Fig. 2: ASP3082 demonstrates selective degradation of KRAS(G12D) via VHL-mediated proteasomal degradation and inhibits KRAS signaling pathway.

a KRAS degradation and p-ERK inhibitory activity using In-Cell ELISA assay (24 h treatment) and cell viability using CellTiter-Glo assay (6 days treatment) of ASP3082 in AsPC-1 pancreatic cancer cells harboring KRAS(G12D) mutation. Fluorescence signals of KRAS were normalized with that of β-actin for each well, and the KRAS degradation activity was converted to a percentage, where 0% is defined by average intensity of the DMSO-treated group, and 100% is defined by that of the treatment without anti-RAS(G12D) antibody staining. Fluorescence signals of p-ERK were quantified, and p-ERK levels were converted to a percentage, where 100% is defined by DMSO treatment, and 0% is defined by 1 μM trametinib treatment. Cell viability of AsPC-1 cells treated with ASP3082 was normalized as 100% (average luminescence intensity with DMSO treatment) and 0% (average luminescence intensity without cells). Each point represents the mean ± SEM (n = 3). b KRAS degradation activity of ASP3082 in human cancer cell lines. Immunoblot analysis of cancer cell lines treated with the indicated concentrations of ASP3082 or DMSO as a control for 24 h was performed. c Cell viability of human cancer cells with KRAS(G12D) mutation (black) and wild-type (WT) KRAS (white) treated with ASP3082 for 6 days using round-bottom white plates. Cell viability was normalized as 100% (DMSO) and 0% (average luminescence intensity without cells).

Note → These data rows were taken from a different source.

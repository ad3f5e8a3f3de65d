// Copyright 2026 the Inview Authors
// SPDX-License-Identifier: Apache-2.0 OR MIT

//! The viewport probe capability trait.

use kurbo::Rect;

/// Read access to viewport and element geometry.
///
/// A probe answers the three environment questions a visibility check needs,
/// for a caller-chosen element handle type `E`:
///
/// - how tall is the viewport,
/// - how far has it scrolled vertically (if that can be read at all), and
/// - where is a given element's bounding rectangle, *relative to the
///   viewport* (the analogue of a bounding client rect).
///
/// Implementations wrap a real display surface, or synthetic geometry such
/// as [`FixedViewport`](crate::FixedViewport). Probes are read-only; all
/// methods take `&self`.
pub trait ViewportProbe<E> {
    /// Returns the viewport's height.
    fn viewport_height(&self) -> f64;

    /// Returns the viewport's vertical scroll offset.
    ///
    /// `None` means no reading is obtainable, even through fallbacks (see
    /// [`ScrollReadings`](crate::ScrollReadings)). Callers are expected to
    /// treat that as "visibility cannot be established" rather than as an
    /// error.
    fn scroll_offset(&self) -> Option<f64>;

    /// Returns the element's bounding rectangle relative to the viewport.
    fn element_rect(&self, element: &E) -> Rect;

    /// Returns the document-space position of the viewport's bottom edge,
    /// or `None` when the scroll offset is unobtainable.
    fn viewport_bottom(&self) -> Option<f64> {
        self.scroll_offset()
            .map(|offset| offset + self.viewport_height())
    }
}

#[cfg(test)]
mod tests {
    use super::ViewportProbe;
    use kurbo::Rect;

    struct StubProbe {
        height: f64,
        offset: Option<f64>,
    }

    impl ViewportProbe<u32> for StubProbe {
        fn viewport_height(&self) -> f64 {
            self.height
        }

        fn scroll_offset(&self) -> Option<f64> {
            self.offset
        }

        fn element_rect(&self, _element: &u32) -> Rect {
            Rect::ZERO
        }
    }

    #[test]
    fn viewport_bottom_adds_offset_and_height() {
        let probe = StubProbe {
            height: 600.0,
            offset: Some(250.0),
        };
        assert_eq!(probe.viewport_bottom(), Some(850.0));
    }

    #[test]
    fn viewport_bottom_is_none_without_scroll_offset() {
        let probe = StubProbe {
            height: 600.0,
            offset: None,
        };
        assert_eq!(probe.viewport_bottom(), None);
    }
}
// Copyright 2026 the Inview Authors
// SPDX-License-Identifier: Apache-2.0 OR MIT

//! Debouncer: a deadline slot with a fixed quiescence window.

use crate::slot::DeadlineSlot;

/// Default quiescence window, in ticks.
pub const DEFAULT_DEBOUNCE_WINDOW: u64 = 300;

/// Collapses a burst of signals into one firing after a quiet period.
///
/// Each [`poke`](Self::poke) reschedules the single pending deadline to
/// `now + window`, so the debouncer fires only once no new signal has
/// arrived for a full window. At most one firing is ever pending.
#[derive(Clone, Copy, Debug, PartialEq, Eq, Hash)]
pub struct Debouncer {
    slot: DeadlineSlot,
    window: u64,
}

impl Debouncer {
    /// Creates a debouncer with the given quiescence window, in ticks.
    #[must_use]
    pub const fn new(window: u64) -> Self {
        Self {
            slot: DeadlineSlot::new(),
            window,
        }
    }

    /// Returns the quiescence window, in ticks.
    #[must_use]
    pub const fn window(&self) -> u64 {
        self.window
    }

    /// Registers a triggering signal at `now`, rescheduling the deadline to
    /// `now + window`.
    pub fn poke(&mut self, now: u64) {
        self.slot.schedule(now, self.window);
    }

    /// Fires if the quiet period has elapsed. See [`DeadlineSlot::fire`].
    pub fn fire(&mut self, now: u64) -> bool {
        self.slot.fire(now)
    }

    /// Cancels the pending firing, if any.
    pub fn cancel(&mut self) {
        self.slot.cancel();
    }

    /// Returns the pending deadline, if any.
    #[must_use]
    pub const fn deadline(&self) -> Option<u64> {
        self.slot.deadline()
    }

    /// Returns `true` while a firing is pending.
    #[must_use]
    pub const fn is_pending(&self) -> bool {
        self.slot.is_pending()
    }
}

impl Default for Debouncer {
    fn default() -> Self {
        Self::new(DEFAULT_DEBOUNCE_WINDOW)
    }
}

#[cfg(test)]
mod tests {
    use super::{DEFAULT_DEBOUNCE_WINDOW, Debouncer};

    #[test]
    fn default_uses_default_window() {
        let debounce = Debouncer::default();
        assert_eq!(debounce.window(), DEFAULT_DEBOUNCE_WINDOW);
        assert!(!debounce.is_pending());
    }

    #[test]
    fn fires_after_quiet_period() {
        let mut debounce = Debouncer::new(300);
        debounce.poke(0);
        assert!(!debounce.fire(299));
        assert!(debounce.fire(300));
    }

    #[test]
    fn rapid_pokes_collapse_into_single_firing() {
        let mut debounce = Debouncer::new(300);
        // Ten signals inside one window.
        for t in (0..100).step_by(10) {
            debounce.poke(t);
        }
        // The deadline tracks the last poke, not the first.
        assert_eq!(debounce.deadline(), Some(390));
        assert!(!debounce.fire(389));
        assert!(debounce.fire(390));
        assert!(!debounce.fire(391));
    }

    #[test]
    fn poke_after_firing_schedules_again() {
        let mut debounce = Debouncer::new(300);
        debounce.poke(0);
        assert!(debounce.fire(300));
        debounce.poke(1000);
        assert!(debounce.fire(1300));
    }

    #[test]
    fn cancel_drops_pending_firing() {
        let mut debounce = Debouncer::new(300);
        debounce.poke(0);
        debounce.cancel();
        assert!(!debounce.fire(300));
    }

    #[test]
    fn zero_window_fires_immediately() {
        let mut debounce = Debouncer::new(0);
        debounce.poke(42);
        assert!(debounce.fire(42));
    }
}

Each point represents the mean ± SEM (n = 1, quadruplicate). d Multiplexed quantitative proteomics analysis of ASP3082. Scatter plots for individual protein ratio of 1 μM ASP3082 versus DMSO-treated AsPC-1 cells for 4 h and 24 h treatment. Both vertical and horizontal axes are expressed as a percentage. e Proteasome-dependent KRAS degradation by ASP3082. Immunoblot analysis of AsPC-1 cells treated with the indicated concentrations of ASP3082 or DMSO as a control for 24 h was performed. Proteasome inhibitor MG-132 was pre-treated with 10 μM for 1 h prior to ASP3082 or DMSO treatment. f VHL-mediated KRAS degradation by ASP3082. KRAS(G12D) degradation in AsPC-1 cells treated with ASP3082 or compound 5 (structure shown) for 24 h was examined by In-Cell ELISA assay. Data are presented as the geometric mean (n = 3).